Forty-one patients underwent valve surgery at our institution based solely on clinical, M-mode echocardiographic, phonocardiographic, and external pulse recording findings without preoperative cardiac catheterization. Patients with clinical evidence of coronary artery disease were excluded from the study. Preoperatively, 83% of the patients were New York Heart Association functional class III or IV. In all patients, the noninvasive evaluation was considered sufficiently diagnostic of the nature and severity of valvular heart disease to allow surgery without preoperative catheterization. In 23 of 41 cases (group 1), cardiac catheterization was not performed due to the patients' unstable hemodynamic condition at the time surgery was being considered.
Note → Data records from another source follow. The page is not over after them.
//! Read-only reports: status counts, recent sends and orphaned jobs.

use anyhow::{Context, Result};
use chrono::Utc;
use clap::Args;
use colored::*;
use mailflow_core::db::{JobAdmin, OrphanedJob};
use mailflow_core::jobs::JobStatus;
use serde::Serialize;
use tabled::Tabled;

use crate::output::{self, OutputFormat};

#[derive(Args)]
pub struct StatsArgs {
    /// Only count jobs of this topic
    #[arg(short, long)]
    topic: Option<String>,
}

#[derive(Args)]
pub struct SentCountArgs {
    /// Look-back window in hours
    #[arg(long, default_value = "24")]
    hours: u32,
}

#[derive(Args)]
pub struct OrphansArgs {
    /// Minimum time spent in flight, e.g. "10m" or "2h"
    #[arg(long, default_value = "10m", value_parser = humantime::parse_duration)]
    pub older_than: std::time::Duration,

    /// Maximum number of rows
    #[arg(short, long, default_value = "100")]
    limit: u32,
}

#[derive(Serialize, Tabled)]
struct StatusRow {
    #[tabled(rename = "Status")]
    status: String,
    #[tabled(rename = "Jobs")]
    count: i64,
}

#[derive(Serialize, Tabled)]
struct OrphanRow {
    #[tabled(rename = "ID")]
    id: i64,
    #[tabled(rename = "Topic")]
    topic: String,
    #[tabled(rename = "Recipient")]
    recipient: String,
    #[tabled(rename = "Claimed At")]
    claimed_at: String,
}

impl From<OrphanedJob> for OrphanRow {
    fn from(job: OrphanedJob) -> Self {
        Self {
            id: job.id.0,
            topic: job.topic_id,
            recipient: job.recipient,
            claimed_at: job.claimed_at.to_rfc3339(),
        }
    }
}

#[derive(Serialize)]
struct SentCount {
    hours: u32,
    sent: i64,
}

pub async fn stats(args: StatsArgs, admin: &dyn JobAdmin, format: OutputFormat) -> Result<()> {
    let counts = admin.status_counts(args.topic.as_deref()).await?;

    match format {
        OutputFormat::Table => {
            let title = match &args.topic {
                Some(topic) => format!("Jobs for topic '{}'", topic),
                None => "Jobs".to_string(),
            };
            output::print_header(&title);
            let rows: Vec<StatusRow> = JobStatus::ALL
                .iter()
                .map(|status| StatusRow {
                    status: status.to_string(),
                    count: counts.get(*status),
                })
                .collect();
            output::print_list(&rows, format)?;
            output::print_detail("Total", &counts.total().to_string());
        }
        OutputFormat::Json => output::print_item(&counts)?,
    }
    Ok(())
}

pub async fn sent_count(args: SentCountArgs, admin: &dyn JobAdmin, format: OutputFormat) -> Result<()> {
    let since = Utc::now() - chrono::Duration::hours(i64::from(args.hours));
    let sent = admin.sent_count_since(since).await?;

    match format {
        OutputFormat::Table => {
            output::print_detail(&format!("Sent in the last {}h", args.hours), &sent.to_string());
        }
        OutputFormat::Json => output::print_item(&SentCount {
            hours: args.hours,
            sent,
        })?,
    }
    Ok(())
}

/// Lists InFlight jobs that have not reached a terminal status; never modifies them.
pub async fn orphans(args: OrphansArgs, admin: &dyn JobAdmin, format: OutputFormat) -> Result<()> {
    let older_than = chrono::Duration::from_std(args.older_than)
        .context("--older-than is out of range")?;
    let jobs = admin
        .stale_in_flight(Utc::now() - older_than, args.limit)
        .await?;

    if matches!(format, OutputFormat::Table) && !jobs.is_empty() {
        output::print_info(&format!(
            "{} job(s) in flight for more than {}",
            jobs.len(),
            humantime::format_duration(args.older_than)
        ));
        println!(
            "{}",
            "These jobs will not be retried automatically.".yellow()
        );
    }

    let rows: Vec<OrphanRow> = jobs.into_iter().map(OrphanRow::from).collect();
    output::print_list(&rows, format)
}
In the remaining 18 patients (group 2), the probability of obtaining data at catheterization that would significantly affect management decisions was thought to be low, thus not justifying the cost and potential morbidity of this procedure. In all cases, the noninvasive diagnosis was corroborated at operation; there were no unexpected findings nor deaths related to incomplete or incorrect diagnoses. Over a followup period of 4.5 ± 1.4 years, no patient experienced signs or symptoms of ischemic heart disease. In selected patients without anginal chest pain syndromes, appropriate and successful valve surgery may be performed on the basis of combined clinical and noninvasive evaluation without the need for cardiac catheterization.